Trata-se de avanço normativo que visa conferir maior racionalidade e previsibilidade ao exercício do poder cautelar, reduzindo a margem de discricionariedade judicial e reforçando a necessidade de decisões ancoradas em critérios empíricos e verificáveis.
O primeiro aspecto que merece destaque é que a nova disposição não suprime a possibilidade de relaxamento da prisão ilegal — consectário direto do art. 5º, inciso LXV, da Constituição Federal — segundo o qual toda prisão ilegal deve ser imediatamente relaxada pela autoridade judiciária. A recusa arbitrária do magistrado em fazê-lo configura crime de abuso de autoridade (Lei nº 13.869/2019, art. 9º, parágrafo único, inciso I). Da decisão que relaxa o flagrante cabe recurso em sentido estrito (art. 581, V, CPP); da que o mantém, cabe habeas corpus.
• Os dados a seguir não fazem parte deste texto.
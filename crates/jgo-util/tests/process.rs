use jgo_util::process::CommandBuilder;

#[test]
fn test_builder_simple_command() {
    let output = CommandBuilder::new("echo")
        .arg("hello")
        .exec()
        .unwrap();
    assert!(output.status.success());
    let stdout = String::from_utf8_lossy(&output.stdout);
    assert_eq!(stdout.trim(), "hello");
}

#[test]
fn test_builder_multiple_args() {
    let output = CommandBuilder::new("echo")
        .args(["one", "two", "three"])
        .exec()
        .unwrap();
    assert!(output.status.success());
    let stdout = String::from_utf8_lossy(&output.stdout);
    assert_eq!(stdout.trim(), "one two three");
}

#[test]
fn test_builder_with_env() {
    let output = CommandBuilder::new("sh")
        .arg("-c")
        .arg("echo $MY_TEST_VAR")
        .env("MY_TEST_VAR", "jgo_test_value")
        .exec()
        .unwrap();
    assert!(output.status.success());
    let stdout = String::from_utf8_lossy(&output.stdout);
    assert_eq!(stdout.trim(), "jgo_test_value");
}

#[test]
fn test_builder_with_cwd() {
    let tmp = tempfile::TempDir::new().unwrap();
    let output = CommandBuilder::new("pwd")
        .cwd(tmp.path().to_str().unwrap())
        .exec()
        .unwrap();
    assert!(output.status.success());
    let stdout = String::from_utf8_lossy(&output.stdout);
    assert_eq!(
        std::path::PathBuf::from(stdout.trim()),
        tmp.path().canonicalize().unwrap()
    );
}

#[test]
fn test_builder_nonexistent_program() {
    let result = CommandBuilder::new("nonexistent_program_xyz_123").exec();
    assert!(result.is_err());
}

#[test]
fn test_builder_chaining() {
    let output = CommandBuilder::new("echo")
        .arg("a")
        .arg("b")
        .env("X", "Y")
        .exec()
        .unwrap();
    let stdout = String::from_utf8_lossy(&output.stdout);
    assert_eq!(stdout.trim(), "a b");
}
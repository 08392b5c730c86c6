//! `jgo run` — sync the environment and launch the program.

use std::path::PathBuf;

use miette::IntoDiagnostic;

use crate::cli::{NetworkFlags, Target};

use super::support;

#[allow(clippy::too_many_arguments)]
pub async fn exec(
    target: Target,
    network: NetworkFlags,
    links: Option<String>,
    main_class: Option<String>,
    java_home: Option<PathBuf>,
    java_vendor: Option<String>,
    args: Vec<String>,
) -> miette::Result<()> {
    super::apply_network_flags(network.offline);

    let (mut spec, lock_path, java) = support::load(&target).into_diagnostic()?;
    if let Some(links) = links {
        spec.links = links;
    }
    let jdk_version = support::detect_jdk_version();

    let status = jgo_ops::run::run(
        &spec,
        &lock_path,
        &java,
        main_class,
        args,
        java_home.as_deref(),
        java_vendor.as_deref(),
        &jdk_version,
        network.verify,
    )
    .await
    .into_diagnostic()?;

    std::process::exit(status.code().unwrap_or(1));
}
//! Maven repository abstraction: URL layout, source types, configuration.

/// Maven Central base URL.
pub const MAVEN_CENTRAL_URL: &str = "https://repo.maven.apache.org/maven2";

/// Google's Maven repository.
pub const GOOGLE_MAVEN_URL: &str = "https://maven.google.com";

/// A configured Maven repository with optional credentials.
#[derive(Debug, Clone)]
pub struct MavenRepository {
    pub name: String,
    pub url: String,
    pub username: Option<String>,
    pub password: Option<String>,
}

impl MavenRepository {
    /// Build a `MavenRepository` from a `[repositories]` entry (spec §6.2:
    /// `name = "url"`). Credentials, if any, come from
    /// `JGO_REPO_<NAME>_USERNAME`/`_PASSWORD` (§6.5) since the project
    /// file itself stores only the URL.
    pub fn from_project_entry(name: &str, url: &str) -> Self {
        let (username, password) = jgo_util::env::repo_credentials(name);
        Self {
            name: name.to_string(),
            url: url.trim_end_matches('/').to_string(),
            username,
            password,
        }
    }

    /// Construct the default Maven Central repository.
    pub fn maven_central() -> Self {
        Self {
            name: "maven-central".to_string(),
            url: MAVEN_CENTRAL_URL.to_string(),
            username: None,
            password: None,
        }
    }

    /// Construct the Google Maven repository.
    pub fn google() -> Self {
        Self {
            name: "google".to_string(),
            url: GOOGLE_MAVEN_URL.to_string(),
            username: None,
            password: None,
        }
    }

    /// Standard Maven layout path for a given coordinate.
    ///
    /// `org.jetbrains.kotlinx:kotlinx-coroutines-core:1.8.0` becomes
    /// `org/jetbrains/kotlinx/kotlinx-coroutines-core/1.8.0`
    pub fn coordinate_path(group: &str, artifact: &str, version: &str) -> String {
        format!("{}/{}/{}", group.replace('.', "/"), artifact, version)
    }

    /// Full URL to a specific file within the Maven repository.
    pub fn file_url(&self, group: &str, artifact: &str, version: &str, filename: &str) -> String {
        format!(
            "{}/{}/{}",
            self.url,
            Self::coordinate_path(group, artifact, version),
            filename
        )
    }

    /// URL to the POM file for a given coordinate.
    pub fn pom_url(&self, group: &str, artifact: &str, version: &str) -> String {
        let filename = format!("{artifact}-{version}.pom");
        self.file_url(group, artifact, version, &filename)
    }

    /// URL to the JAR file for a given coordinate.
    pub fn jar_url(
        &self,
        group: &str,
        artifact: &str,
        version: &str,
        classifier: Option<&str>,
    ) -> String {
        let filename = match classifier {
            Some(c) => format!("{artifact}-{version}-{c}.jar"),
            None => format!("{artifact}-{version}.jar"),
        };
        self.file_url(group, artifact, version, &filename)
    }

    /// URL to the `maven-metadata.xml` at the artifact level (version listing).
    pub fn metadata_url(&self, group: &str, artifact: &str) -> String {
        format!(
            "{}/{}/{}/maven-metadata.xml",
            self.url,
            group.replace('.', "/"),
            artifact
        )
    }

    /// URL to the `maven-metadata.xml` at the version level (SNAPSHOT resolution).
    pub fn snapshot_metadata_url(&self, group: &str, artifact: &str, version: &str) -> String {
        format!(
            "{}/{}/maven-metadata.xml",
            self.url,
            Self::coordinate_path(group, artifact, version)
        )
    }

    /// URL to a Gradle Module Metadata `.module` file.
    pub fn module_url(&self, group: &str, artifact: &str, version: &str) -> String {
        let filename = format!("{artifact}-{version}.module");
        self.file_url(group, artifact, version, &filename)
    }

    /// Whether this repository has authentication configured.
    pub fn has_auth(&self) -> bool {
        self.username.is_some() || self.password.is_some()
    }
}

#[cfg(test)]
mod tests {
    use super::*;

    #[test]
    fn coordinate_path_replaces_dots() {
        let path = MavenRepository::coordinate_path(
            "org.jetbrains.kotlinx",
            "kotlinx-coroutines-core",
            "1.8.0",
        );
        assert_eq!(path, "org/jetbrains/kotlinx/kotlinx-coroutines-core/1.8.0");
    }

    #[test]
    fn pom_url_format() {
        let repo = MavenRepository::maven_central();
        let url = repo.pom_url("org.jetbrains.kotlinx", "kotlinx-coroutines-core", "1.8.0");
        assert_eq!(
            url,
            "https://repo.maven.apache.org/maven2/org/jetbrains/kotlinx/kotlinx-coroutines-core/1.8.0/kotlinx-coroutines-core-1.8.0.pom"
        );
    }

    #[test]
    fn jar_url_with_classifier() {
        let repo = MavenRepository::maven_central();
        let url = repo.jar_url("com.example", "my-lib", "1.0", Some("sources"));
        assert!(url.ends_with("my-lib-1.0-sources.jar"));
    }

    #[test]
    fn jar_url_without_classifier() {
        let repo = MavenRepository::maven_central();
        let url = repo.jar_url("com.example", "my-lib", "1.0", None);
        assert!(url.ends_with("my-lib-1.0.jar"));
    }

    #[test]
    fn metadata_url_format() {
        let repo = MavenRepository::maven_central();
        let url = repo.metadata_url("org.jetbrains.kotlinx", "kotlinx-coroutines-core");
        assert_eq!(
            url,
            "https://repo.maven.apache.org/maven2/org/jetbrains/kotlinx/kotlinx-coroutines-core/maven-metadata.xml"
        );
    }

    #[test]
    fn from_project_entry_trims_trailing_slash() {
        let repo = MavenRepository::from_project_entry("test", "https://repo.example.com/maven/");
        assert_eq!(repo.url, "https://repo.example.com/maven");
    }

    #[test]
    fn from_project_entry_picks_up_env_credentials() {
        std::env::set_var("JGO_REPO_NEXUS_USERNAME", "user");
        std::env::set_var("JGO_REPO_NEXUS_PASSWORD", "pass");
        let repo = MavenRepository::from_project_entry("nexus", "https://nexus.co/maven");
        assert!(repo.has_auth());
        assert_eq!(repo.username.as_deref(), Some("user"));
        std::env::remove_var("JGO_REPO_NEXUS_USERNAME");
        std::env::remove_var("JGO_REPO_NEXUS_PASSWORD");
    }
}
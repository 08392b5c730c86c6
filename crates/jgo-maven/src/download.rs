//! Artifact downloading from Maven repositories, with HTTP conditional
//! revalidation (spec §4.4: `If-Modified-Since` from the cached file's
//! mtime) and bounded exponential-backoff retry on transient failures
//! (timeout, connection reset, 5xx — spec §5 "Timeouts").

use std::time::{Duration, SystemTime};

use chrono::{DateTime, Utc};
use indicatif::{ProgressBar, ProgressStyle};
use reqwest::Client;
use reqwest::header::{IF_MODIFIED_SINCE, LAST_MODIFIED};

use crate::auth;
use crate::repository::MavenRepository;

const MAX_RETRIES: u32 = 3;
const RETRY_DELAY: Duration = Duration::from_secs(2);
const REQUEST_TIMEOUT: Duration = Duration::from_secs(10);

/// Outcome of a conditional GET.
pub enum Revalidation {
    /// 304: the cached copy is still current.
    NotModified,
    /// 200: fresh bytes.
    Modified(Vec<u8>),
    /// 404: not present in this repository.
    NotFound,
}

/// Build a shared reqwest client for Maven downloads.
pub fn build_client() -> miette::Result<Client> {
    Client::builder()
        .timeout(REQUEST_TIMEOUT)
        .user_agent("jgo/0.2")
        .build()
        .map_err(|e| {
            jgo_util::errors::JgoError::Network {
                message: format!("Failed to create HTTP client: {e}"),
            }
            .into()
        })
}

/// Download raw bytes from a URL, with authentication and retries.
///
/// Returns `Ok(bytes)` on success, or an error after exhausting retries.
/// Returns `Ok(None)` for 404 (artifact not found in this repo).
pub async fn download_bytes(
    client: &Client,
    repo: &MavenRepository,
    url: &str,
) -> miette::Result<Option<Vec<u8>>> {
    let mut last_err = String::new();

    for attempt in 0..MAX_RETRIES {
        if attempt > 0 {
            tokio::time::sleep(RETRY_DELAY * attempt).await;
        }

        let mut req = client.get(url);
        req = auth::apply_auth(req, repo);

        match req.send().await {
            Ok(resp) => {
                let status = resp.status();
                if status == reqwest::StatusCode::NOT_FOUND {
                    return Ok(None);
                }
                if status.is_server_error() {
                    last_err = format!("HTTP {status} from {url}");
                    continue;
                }
                if !status.is_success() {
                    return Err(jgo_util::errors::JgoError::Network {
                        message: format!("HTTP {status} fetching {url}"),
                    }
                    .into());
                }

                let bytes =
                    resp.bytes()
                        .await
                        .map_err(|e| jgo_util::errors::JgoError::Network {
                            message: format!("Failed to read response from {url}: {e}"),
                        })?;
                return Ok(Some(bytes.to_vec()));
            }
            Err(e) if e.is_timeout() || e.is_connect() => {
                last_err = format!("{e}");
                continue;
            }
            Err(e) => {
                return Err(jgo_util::errors::JgoError::Network {
                    message: format!("Request to {url} failed: {e}"),
                }
                .into());
            }
        }
    }

    Err(jgo_util::errors::JgoError::Generic {
        message: format!("Failed after {MAX_RETRIES} retries for {url}: {last_err}"),
    }
    .into())
}

/// Download an artifact (JAR, POM, etc.) with a progress bar.
pub async fn download_artifact(
    client: &Client,
    repo: &MavenRepository,
    url: &str,
    label: &str,
) -> miette::Result<Option<Vec<u8>>> {
    let mut req = client.get(url);
    req = auth::apply_auth(req, repo);

    let resp = req
        .send()
        .await
        .map_err(|e| jgo_util::errors::JgoError::Network {
            message: format!("Request to {url} failed: {e}"),
        })?;

    if resp.status() == reqwest::StatusCode::NOT_FOUND {
        return Ok(None);
    }
    if !resp.status().is_success() {
        return Err(jgo_util::errors::JgoError::Network {
            message: format!("HTTP {} fetching {url}", resp.status()),
        }
        .into());
    }

    let total = resp.content_length().unwrap_or(0);
    let pb = if total > 100_000 {
        let pb = ProgressBar::new(total);
        pb.set_style(
            ProgressStyle::with_template("  {msg} {bar:30.cyan/dim} {bytes}/{total_bytes}")
                .unwrap()
                .progress_chars("##-"),
        );
        pb.set_message(label.to_string());
        Some(pb)
    } else {
        None
    };

    let bytes = resp
        .bytes()
        .await
        .map_err(|e| jgo_util::errors::JgoError::Network {
            message: format!("Failed to read {url}: {e}"),
        })?;

    if let Some(pb) = pb {
        pb.set_position(bytes.len() as u64);
        pb.finish_and_clear();
    }

    Ok(Some(bytes.to_vec()))
}

/// Download a text file (POM, metadata, checksum sidecar).
pub async fn download_text(
    client: &Client,
    repo: &MavenRepository,
    url: &str,
) -> miette::Result<Option<String>> {
    match download_bytes(client, repo, url).await? {
        Some(bytes) => Ok(Some(String::from_utf8_lossy(&bytes).to_string())),
        None => Ok(None),
    }
}

/// GET `url` with `If-Modified-Since: <since>` attached when `since` is
/// given. Used by metadata revalidation (spec §4.4): a cache hit whose
/// mtime is sent back to the origin, yielding a cheap 304 when nothing
/// changed.
pub async fn revalidate(
    client: &Client,
    repo: &MavenRepository,
    url: &str,
    since: Option<SystemTime>,
) -> miette::Result<Revalidation> {
    let mut req = client.get(url);
    req = auth::apply_auth(req, repo);
    if let Some(since) = since {
        req = req.header(IF_MODIFIED_SINCE, http_date(since));
    }

    let resp = req
        .send()
        .await
        .map_err(|e| jgo_util::errors::JgoError::Network {
            message: format!("Request to {url} failed: {e}"),
        })?;

    match resp.status() {
        reqwest::StatusCode::NOT_MODIFIED => Ok(Revalidation::NotModified),
        reqwest::StatusCode::NOT_FOUND => Ok(Revalidation::NotFound),
        status if status.is_success() => {
            let bytes = resp
                .bytes()
                .await
                .map_err(|e| jgo_util::errors::JgoError::Network {
                    message: format!("Failed to read response from {url}: {e}"),
                })?;
            Ok(Revalidation::Modified(bytes.to_vec()))
        }
        status => Err(jgo_util::errors::JgoError::Network {
            message: format!("HTTP {status} revalidating {url}"),
        }
        .into()),
    }
}

/// The origin's `Last-Modified` response header, if present, for storing
/// alongside a freshly cached file so the next request can revalidate.
pub fn last_modified_header(resp: &reqwest::Response) -> Option<String> {
    resp.headers()
        .get(LAST_MODIFIED)
        .and_then(|v| v.to_str().ok())
        .map(str::to_string)
}

fn http_date(time: SystemTime) -> String {
    let dt: DateTime<Utc> = time.into();
    dt.format("%a, %d %b %Y %H:%M:%S GMT").to_string()
}
use miette::Diagnostic;
use thiserror::Error;

/// Unified error type for all jgo operations.
///
/// Each variant corresponds to one of the discriminated error kinds the
/// core is required to surface: parse failures, missing artifacts, offline
/// cache misses, mediation conflicts (strict mode only), checksum
/// mismatches, resolution failures, I/O, and launch-planning failures.
#[derive(Debug, Error, Diagnostic)]
pub enum JgoError {
    /// Malformed coordinate, endpoint, POM, or project-file input.
    #[error("parse error: {message}")]
    #[diagnostic(help("check the coordinate/endpoint/project-file syntax"))]
    ParseError { message: String },

    /// POM or artifact missing in every configured repository.
    #[error("not found: {message}")]
    NotFound { message: String },

    /// Offline mode was requested and the local cache had no matching entry.
    #[error("not available offline: {message}")]
    NotAvailableOffline { message: String },

    /// Irreconcilable version constraint (only raised when strict mode is on).
    #[error("version conflict: {message}")]
    Conflict { message: String },

    /// SHA-256 mismatch against a lock file entry or repository sidecar.
    #[error("integrity error: {message}")]
    IntegrityError { message: String },

    /// Parent cycle, interpolation cycle, or excessive recursion depth.
    #[error("resolution error: {message}")]
    ResolutionError { message: String },

    /// Filesystem failure with an underlying cause.
    #[error("I/O error: {0}")]
    IOErr(#[from] std::io::Error),

    /// No main class found, main class ambiguous, or JDK too old.
    #[error("launch error: {message}")]
    LaunchError { message: String },

    /// Transient or permanent network failure (kept distinct from `IOErr`
    /// so retry logic can match on it specifically).
    #[error("network error: {message}")]
    Network { message: String },

    /// Catch-all for miscellaneous errors that don't fit another kind.
    #[error("{message}")]
    Generic { message: String },
}

/// Convenience alias for `miette::Result<T>`.
pub type JgoResult<T> = miette::Result<T>;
Além disso, a conversão da prisão em flagrante em preventiva somente é admissível quando preenchidos os requisitos do art. 312 do CPP e quando se demonstrarem inadequadas ou insuficientes as medidas cautelares diversas da prisão. A adoção dessas medidas alternativas não vulnera os direitos das vítimas nem traduz impunidade; ao contrário, representa instrumento de modernização da justiça penal e de racionalização do sistema penitenciário, contribuindo para a contenção do encarceramento desnecessário e para a gestão eficiente da política criminal.
De acordo com a nova redação, são circunstâncias que recomendam a conversão: a prática reiterada de infrações, o cometimento de crime com violência ou grave ameaça, a reincidência em audiência de custódia, a prática de novo delito durante inquérito ou ação penal, a fuga ou perigo de fuga e o risco à investigação ou à prova. Tais hipóteses, contudo, não se revestem de automaticidade. São critérios orientadores, de caráter indicativo, cuja aplicação exige sempre decisão individualizada e devidamente fundamentada, à luz do princípio da proporcionalidade, sob pena de configurar indevida antecipação de pena.
O emprego do verbo recomendar, expressão já utilizada pelo legislador em outros dispositivos do CPP (arts. 313, § 1º; 325, § 1º; e 492, I, “e”), evidencia tratar-se de situações em que a prisão preventiva, embora não obrigatória, se apresenta como resposta cautelar juridicamente adequada e socialmente necessária. A inovação legal não impõe um dever de decretar, mas estabelece zonas de plausibilidade que ampliam a segurança hermenêutica do julgador. Ao enunciar circunstâncias em que a prisão é recomendável, o legislador fornece ao magistrado um itinerário normativo para a decisão, mitigando subjetivismos e assegurando maior uniformidade interpretativa, sem, contudo, esvaziar o dever de fundamentação concreta.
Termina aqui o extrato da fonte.